··· DATA RECORDS ···
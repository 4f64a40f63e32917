//! Indicator Engine.
//!
//! Indicators are pure functions: bar history in, numeric series out. Every
//! output has the same length as the input, with `f64::NAN` wherever the
//! history is too short. They are computed once per request and assembled
//! into an [`IndicatorFrame`] with a fixed, named schema.

pub mod ema;
pub mod extrema;
pub mod frame;
pub mod macd;
pub mod rsi;
pub mod sma;
pub mod volume;

pub use ema::{ema_of_series, Ema};
pub use extrema::{ExtremeSide, PriorExtreme};
pub use frame::{IndicatorFrame, IndicatorParams, IndicatorSnapshot, FRAME_SCHEMA_VERSION};
pub use macd::{Macd, MacdParams, MacdSeries, MACD_HIST_SCALE};
pub use rsi::Rsi;
pub use sma::{rolling_mean, Sma};
pub use volume::PriorVolumeMean;

use crate::domain::Bar;

/// Trait for single-series indicators.
///
/// # Look-ahead contamination guard
/// No indicator value at bar t may depend on price data from bar t+1 or later.
/// Every indicator must pass the truncated-vs-full series test.
pub trait Indicator: Send + Sync {
    /// Human-readable name (e.g., "ma_20", "rsi_14").
    fn name(&self) -> &str;

    /// Number of leading bars that are NaN before the first valid output.
    fn lookback(&self) -> usize;

    /// Compute the indicator for the entire bar series.
    ///
    /// Returns a `Vec<f64>` of the same length as `bars`.
    fn compute(&self, bars: &[Bar]) -> Vec<f64>;
}

/// Assert two f64 values are approximately equal (within epsilon).
#[cfg(test)]
pub fn assert_approx(actual: f64, expected: f64, epsilon: f64) {
    assert!(
        (actual - expected).abs() < epsilon,
        "assert_approx failed: actual={actual}, expected={expected}, diff={}, epsilon={epsilon}",
        (actual - expected).abs()
    );
}

/// Default epsilon for indicator tests.
#[cfg(test)]
pub const DEFAULT_EPSILON: f64 = 1e-10;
···
» **WHAT YOU SHOULD DO**:
From the line holding "equal (within epsilon)." down to the last line of the records above, restate each line exactly as written.

» **ANSWER SECTION**:
/// Assert two f64 values are approximately equal (within epsilon).
#[cfg(test)]
pub fn assert_approx(actual: f64, expected: f64, epsilon: f64) {
    assert!(
        (actual - expected).abs() < epsilon,
        "assert_approx failed: actual={actual}, expected={expected}, diff={}, epsilon={epsilon}",
        (actual - expected).abs()
    );
}

/// Default epsilon for indicator tests.
#[cfg(test)]
pub const DEFAULT_EPSILON: f64 = 1e-10;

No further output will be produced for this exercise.